BUT the scholars, you tell me. No true scholar would ever give the Letter of Lentulus a second glance, you say. The scholars have proven it to be a medieval forgery and we should listen to the scholars more often. Because the scholars understand His-Story better than we do. Because they paid a Jesuit institution money to receive their degree and then make educated guesses which might inform our reality. That’s why we should listen to them. Because they know what they’re talking about, and so, let’s not question them. Did I get that right?
Look, I’m not saying the Letter of Lentulus is legitimate. I really don’t know either way. I do find it fascinating though. The fact that it apparently derives from the Middle Ages would have me automatically discrediting it only a couple of years ago, which is probably the intent. I’ve come to learn a thing or two since then, and here’s what I can tell you. The more I come to knowledge about the reality of the realm, which our Controllers are desperately attempting to hide from us, via indoctrination at every level (including but certainly not inclusive to the academic), the more I realize how much I don’t know.
It is only after coming to terms with the mud flood event that I decided to give extra-Biblical literature another chance. I had formerly written most of it off as a counterfeit enterprise. Forgeries of a darker age. Probably just as my Controllers had intended. But then something unexpected happened. There was wisdom to be discovered in them. Not simply confirmation of what we already deem acceptable in Seminary. No, missing puzzle pieces. We’re talking peripheral vision. There’s a reason why our Controllers have gone out of their way to discredit a great number of works. They don’t want to be exposed.
I’ll admit, describing Yahusha HaMashiach as this so-called Lentulus does seems a little suspicious. Why would any Roman official go out of their way to describe him as one might in a painting? Also, you will tell me the letter accredits Publius Lentulus as the Governor of Judea, and that there was no such Lentulus in the books. Do you seriously think the forgers of the Middle Ages didn’t know that? Were they that stupid? I mean, if they wanted to create a forgery with a certain fragrance of authority, why not just make up a letter by Pontius Pilate? Something like that would sell. And anyways, the earliest letter of Publius Lentulus never mentions him being a Governor. He simply identifies himself as Publius Lentulus. Who is Publius Lentulus? We aren’t told. Seems odd for a forgery.
For all I know, Publius Lentulus was Intel. Even though Roman spy networks were perhaps not as sophisticated as the NSA, why underestimate Rome’s network of spooks? They were keeping tabs on anybody of importance, and that includes the Herod’s. If a “prophet” arrived in any providential city of Rome, especially in Yerushalayim, you can be sure the boys down at the local Lodge would want to know if he was “one of theirs”. And if not, keep tabs on him. Better yet, warn top brass. And before anyone points out the sentimentalities presented by Lentulus, as if that cancels everything, I wouldn’t be in the least bit surprised if Rome was always on the lookout for the next “Dei.”
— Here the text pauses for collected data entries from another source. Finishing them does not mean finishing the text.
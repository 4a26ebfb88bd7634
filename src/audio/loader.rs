//! Whole-track audio loading
//!
//! Decodes the best audio stream of a media into one interleaved f32 buffer.

use crate::audio::resample::F32Converter;
use crate::audio::AudioBuffer;
use crate::decoder::audio_format;
use crate::utils::error::LoadError;
use ffmpeg_next as ffmpeg;
use log::debug;

/// Decode the complete audio track of `source`
///
/// Blocks until the whole stream is decoded. Every sample layout is converted
/// to packed f32 at the stream's own rate and channel count.
pub fn load_audio_file(source: &str) -> Result<AudioBuffer, LoadError> {
    let mut input = ffmpeg::format::input(&source)
        .map_err(|e| LoadError::Load(format!("{}: {}", source, e)))?;

    let (stream_index, format, mut decoder) = {
        let stream = input
            .streams()
            .best(ffmpeg::media::Type::Audio)
            .ok_or_else(|| LoadError::Load(format!("{}: no audio stream", source)))?;
        let format = audio_format(&stream)
            .ok_or_else(|| LoadError::Load(format!("{}: audio stream has no format", source)))?;
        let decoder = ffmpeg::codec::context::Context::from_parameters(stream.parameters())?
            .decoder()
            .audio()?;
        (stream.index(), format, decoder)
    };

    let mut converter = F32Converter::new(format.channels, format.sample_rate);
    let mut samples = Vec::new();
    let mut frame = ffmpeg::frame::Audio::empty();

    for (stream, packet) in input.packets() {
        if stream.index() != stream_index {
            continue;
        }
        // A corrupt packet loses its samples but not the track.
        if let Err(e) = decoder.send_packet(&packet) {
            debug!("Skipping undecodable audio packet: {}", e);
            continue;
        }
        while decoder.receive_frame(&mut frame).is_ok() {
            converter.push(&frame, &mut samples)?;
        }
    }

    decoder.send_eof()?;
    while decoder.receive_frame(&mut frame).is_ok() {
        converter.push(&frame, &mut samples)?;
    }
    converter.finish(&mut samples)?;

    if samples.is_empty() {
        return Err(LoadError::Load(format!("{}: audio stream decoded to no samples", source)));
    }

    Ok(AudioBuffer::new(samples, format))
}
I understand, Oh Caesar! you wish to learn some things about the virtuous man named Iesus Christus, who the town considers like a prophet and like Dei, and who, his disciples say, is the Son of Dei, maker of heaven and earth.
Truthfully, Oh Caesar! wonderful things are heard about him every day that goes by. To explain it briefly, he resuscitates the dead and heals those who are sick. He is a medium size man, of benign looks, and greatest dignity, which is also reflected on his face, so that when a person is evaluating him, one infallibly feels the necessity of loving and fearing him.
His long hair down to his ears, has the color of ripe walnuts, and from there, falling down on his back, is of a brilliant and golden color. It is divided on the middle of his head. Like the Nazarene fashion. His forehead is smooth and there are no wrinkles or spots on his face. The beard, which has the same color as the hair on his head, is curly and even though it is not long, is divided around the middle. His serious eyes possess the virtue of a solar ray. No-one can look at him steadily at the eyes.
When he speaks admonishing, he inspires apprehension, but as soon as he is through reprimanding, he looks like he is crying. Even though he is solemn, he is very affable and amiable. It is said no-one has ever seen him laughing, but that he has been seen crying. Everyone finds his conversation affable and pleasant. Very few times he appears in public, and when he does, he is always very modest. He looks very noble. As for the rests, his mother is the most beautiful woman ever seen in these regions.
Oh, Caesar! if you wish to see him, like you requested once in writing, let me know, and I will send him over right away. He never undertook studies; nevertheless, he knows all sciences. He goes around barefoot and with his head uncovered. When he is seen at a distance, many laugh, but no sooner they approach him, they tremble, and admire him. It is said that never in these lands, has anyone ever seen a man like him.
The Hebrews assure they have never heard an indoctrination such as his. Many say he is Dei; others say his is Caesar’s enemy. The bad Hebrews bother me a lot, but of Iesus it is said he has never displeased anyone; rather, his intentions are to please everyone. At any rate, Oh Caesar! I will execute any order I receive from you about him. In Jerusalem, Indict 7 of the eleventh month.